# Exercise
Work out how many lines of the data contain "into" and reply with that number alone.

(Collected data)
+ + +

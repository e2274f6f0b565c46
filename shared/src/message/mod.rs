//! 实时通知消息类型
//!
//! Post-commit notifications the ledger hands to the realtime fan-out
//! layer. Each carries enough summary data for a client to redraw its
//! view without another fetch.

use rust_decimal::Decimal;
use serde::{Deserialize, Serialize};
use std::fmt;

use crate::sitting::{DishOrder, SittingStatus, SittingSummary};

/// Ledger figures sent with `order.updated`
#[derive(Debug, Clone, PartialEq, Serialize, Deserialize)]
#[serde(rename_all = "camelCase")]
pub struct OrderUpdatedPayload {
    pub table_id: String,
    pub sitting_id: String,
    #[serde(with = "rust_decimal::serde::float")]
    pub total_amount: Decimal,
    #[serde(with = "rust_decimal::serde::float")]
    pub paid_amount: Decimal,
    #[serde(with = "rust_decimal::serde::float")]
    pub remaining_amount: Decimal,
    pub no_items: usize,
    pub status: SittingStatus,
}

impl From<&SittingSummary> for OrderUpdatedPayload {
    fn from(summary: &SittingSummary) -> Self {
        Self {
            table_id: summary.table_id.clone(),
            sitting_id: summary.sitting_id.clone(),
            total_amount: summary.total_amount,
            paid_amount: summary.paid_amount,
            remaining_amount: summary.remaining_amount,
            no_items: summary.item_count,
            status: summary.status,
        }
    }
}

/// Realtime notification (服务端 -> 客户端)
#[derive(Debug, Clone, PartialEq, Serialize, Deserialize)]
#[serde(tag = "event", content = "data")]
pub enum TableNotification {
    /// A dish order was placed
    #[serde(rename = "dish.created")]
    DishCreated { table_id: String, dish: DishOrder },

    /// Ledger totals changed
    #[serde(rename = "order.updated")]
    OrderUpdated(OrderUpdatedPayload),

    /// Clients should reload the whole table view
    #[serde(rename = "table.fullRefresh")]
    TableFullRefresh { table_id: String, reason: String },

    /// Split shares were (re)computed
    #[serde(rename = "split.updated")]
    SplitUpdated {
        table_id: String,
        #[serde(with = "rust_decimal::serde::float_option")]
        amount_per_person: Option<Decimal>,
        pending_count: usize,
        redistributed: bool,
    },
}

impl TableNotification {
    pub fn table_id(&self) -> &str {
        match self {
            TableNotification::DishCreated { table_id, .. }
            | TableNotification::TableFullRefresh { table_id, .. }
            | TableNotification::SplitUpdated { table_id, .. } => table_id,
            TableNotification::OrderUpdated(payload) => &payload.table_id,
        }
    }

    pub fn event_name(&self) -> &'static str {
        match self {
            TableNotification::DishCreated { .. } => "dish.created",
            TableNotification::OrderUpdated(_) => "order.updated",
            TableNotification::TableFullRefresh { .. } => "table.fullRefresh",
            TableNotification::SplitUpdated { .. } => "split.updated",
        }
    }
}

impl fmt::Display for TableNotification {
    fn fmt(&self, f: &mut fmt::Formatter<'_>) -> fmt::Result {
        write!(f, "{}@{}", self.event_name(), self.table_id())
    }
}

#[cfg(test)]
mod tests {
    use super::*;

    #[test]
    fn test_order_updated_wire_shape() {
        let n = TableNotification::OrderUpdated(OrderUpdatedPayload {
            table_id: "t-1".into(),
            sitting_id: "s-1".into(),
            total_amount: Decimal::new(9000, 2),
            paid_amount: Decimal::new(5000, 2),
            remaining_amount: Decimal::new(4000, 2),
            no_items: 3,
            status: SittingStatus::Open,
        });
        let json = serde_json::to_value(&n).unwrap();
        assert_eq!(json["event"], "order.updated");
        assert_eq!(json["data"]["totalAmount"], 90.0);
        assert_eq!(json["data"]["remainingAmount"], 40.0);
        assert_eq!(json["data"]["noItems"], 3);
        assert_eq!(json["data"]["status"], "open");
    }

    #[test]
    fn test_full_refresh_name() {
        let n = TableNotification::TableFullRefresh {
            table_id: "t-2".into(),
            reason: "sitting_closed".into(),
        };
        assert_eq!(n.to_string(), "table.fullRefresh@t-2");
    }
}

+ + +

# Exercise response
4